Os métodos até aqui utilizados para estudar esta questão, escrevem os autores no seu artigo, “não permitiam distinguir os neurónios que apenas atravessam [o tecido adiposo] daqueles que se projectam directamente nos adipócitos”. Mas agora, combinando várias técnicas recentes (incluindo de imagem), a equipa conseguiu literalmente olhar em pormenor e em profundidade para o tecido adiposo, tanto in vitro como in vivo, no ratinho.
Os cientistas mostraram assim que as células do tecido adiposo estão inervadas por fibras nervosas projectadas por neurónios do chamado “sistema nervoso simpático” (que é a parte do sistema nervoso não consciente que governa os equilíbrios fisiológicos indispensáveis à manutenção da vida dos organismos).
E não só: também mostraram que a estimulação directa dessas fibras nervosas que inervam as células adiposas é suficiente para induzir a degradação das gorduras por essas células.
A equipa identificou ainda o sinal bioquímico envolvido neste processo: a norepinefrina, um neurotransmissor (e hormona) que, ao ser libertado pela estimulação dos neurónios em causa, “desencadeia uma cascata de sinais nas células adiposas que conduz à lipólise [degradação das gorduras]”, lê-se em comunicado do IGC.
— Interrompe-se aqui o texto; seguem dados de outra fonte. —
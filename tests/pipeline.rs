//! End-to-end pipeline scenarios: generator -> flow store -> classifier ->
//! alert store, plus the timer-driven monitor.

use std::time::Duration;

use sentinel_soc::config::SimulatorConfig;
use sentinel_soc::detection::AlertStore;
use sentinel_soc::engine::Monitor;
use sentinel_soc::network::{AlertLevel, FlowGenerationConfig, NetworkKind};
use sentinel_soc::simulator::{FlowGenerator, FlowStore};
use sentinel_soc::types::{FlowStatus, IocType, Severity};
use sentinel_soc::SentinelSoc;

fn forced_config(threat: f64, critical: f64) -> FlowGenerationConfig {
    FlowGenerationConfig {
        threat_probability: threat,
        critical_probability: critical,
        ..FlowGenerationConfig::default()
    }
}

#[test]
fn forced_attack_branch_produces_no_normal_flows() {
    let mut generator = FlowGenerator::new(Some(1000));
    let config = forced_config(1.0, 0.0);
    let mut flows = FlowStore::new(200);
    let mut alerts = AlertStore::new();

    for _ in 0..120 {
        let flow = generator.generate(&config, &[]);
        assert_ne!(flow.status, FlowStatus::Normal);
        assert!((40..=74).contains(&flow.threat_score));

        flows.push(flow.clone());
        if flow.threat_score >= 50 {
            alerts.create_alert_from_flow(&flow);
        }
    }

    // Scores are uniform over [40, 74], so well over half the ticks qualify
    assert!(alerts.len() >= 50, "only {} alerts raised", alerts.len());
    for alert in alerts.alerts() {
        assert!(
            matches!(alert.severity, Severity::Low | Severity::Medium | Severity::High),
            "unexpected severity {:?}",
            alert.severity
        );
    }
    assert_eq!(
        flows.iter().filter(|f| f.status == FlowStatus::Normal).count(),
        0
    );
}

#[test]
fn forced_critical_branch_raises_high_severity_alerts() {
    let mut generator = FlowGenerator::new(Some(2000));
    let config = forced_config(0.0, 1.0);
    let mut alerts = AlertStore::new();

    for _ in 0..60 {
        let flow = generator.generate(&config, &[]);
        assert_eq!(flow.status, FlowStatus::Critical);
        assert!((75..=99).contains(&flow.threat_score));
        alerts.create_alert_from_flow(&flow);
    }

    assert_eq!(alerts.len(), 60);
    for alert in alerts.alerts() {
        assert!(matches!(alert.severity, Severity::High | Severity::Critical));
        assert!(alert.mitre_technique_id.starts_with('T'));
    }

    // Attacker pool holds three addresses, so IOC dedup caps the list
    assert!(alerts.iocs().len() <= 3);
    assert!(alerts.iocs().iter().all(|i| i.ioc_type == IocType::Ip));
}

#[test]
fn soc_pipeline_caps_flows_and_matches_threshold() {
    let mut soc = SentinelSoc::new(SimulatorConfig {
        seed: Some(3000),
        ..SimulatorConfig::default()
    });
    soc.select_network(NetworkKind::CyberDefense);
    soc.set_alert_level(AlertLevel::Critical);

    let mut raised = 0usize;
    for _ in 0..300 {
        let (flow, alert) = soc.tick();
        assert_eq!(alert.is_some(), flow.threat_score >= 50);
        if alert.is_some() {
            raised += 1;
        }
    }

    assert!(soc.flows().len() <= 200);
    assert_eq!(soc.alerts().len(), raised);
    assert!(raised > 0, "critical alert level should raise alerts in 300 ticks");

    for alert in soc.alerts().alerts() {
        assert!(alert.ml_score >= 50);
        assert_eq!(alert.severity, Severity::from_score(alert.ml_score));
    }

    let first = soc.refresh_statistics();
    let second = soc.refresh_statistics();
    assert_eq!(first.total_flows, second.total_flows);
    assert_eq!(first.threats_detected, second.threats_detected);
}

#[tokio::test]
async fn monitor_drives_pipeline_and_stops_cleanly() {
    let mut soc = SentinelSoc::new(SimulatorConfig {
        tick_interval_ms: 10,
        stats_interval_ms: 25,
        seed: Some(4000),
        ..SimulatorConfig::default()
    });
    soc.select_network(NetworkKind::Tactical);
    soc.set_alert_level(AlertLevel::Critical);

    let mut monitor = Monitor::new(soc);
    let state = monitor.state();
    let handle = monitor.handle();
    let mut events = monitor.subscribe();

    let runner = tokio::spawn(async move { monitor.run().await });
    tokio::time::sleep(Duration::from_millis(200)).await;
    handle.stop().await;
    runner.await.expect("monitor task").expect("monitor run");

    let state = state.read().await;
    let flows_generated = state.flows().len();
    assert!(flows_generated > 0);
    assert!(state.statistics().total_flows > 0);

    let mut flow_events = 0usize;
    while let Ok(event) = events.try_recv() {
        if event.event_type == "flow_generated" {
            flow_events += 1;
        }
    }
    assert_eq!(flow_events, flows_generated);
}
Também aqui, as peças do puzzle encaixam-se umas nas outras. “Há cerca de meio século que se sabe que a norepinefrina é um gatilho da degradação das gorduras”, diz-nos Ana Domingos. “Só não se sabia de onde ela vinha, porque a norepinefrina [também] é libertada pelas glândulas adrenais, que não estão envolvidas nos processos de perda de peso." Agora já sabem: a norepinefrina vem destes neurónios. "A acção que activa a lipólise é local e não sistémica”, salienta Ana Domingos.
O carácter local deste mecanismo permite pensar que “uma aplicação terapêutica consistiria na activação selectiva destes neurónios”, diz-nos ainda a investigadora. O que seria ideal, segundo ela, porque permitiria minimizar os potenciais efeitos colaterais decorrentes de uma acção mais global sobre o sistema nervoso – e em particular, sobre o cérebro. O próximo passo? “Desenvolver compostos que activem selectivamente os neurónios na gordura!”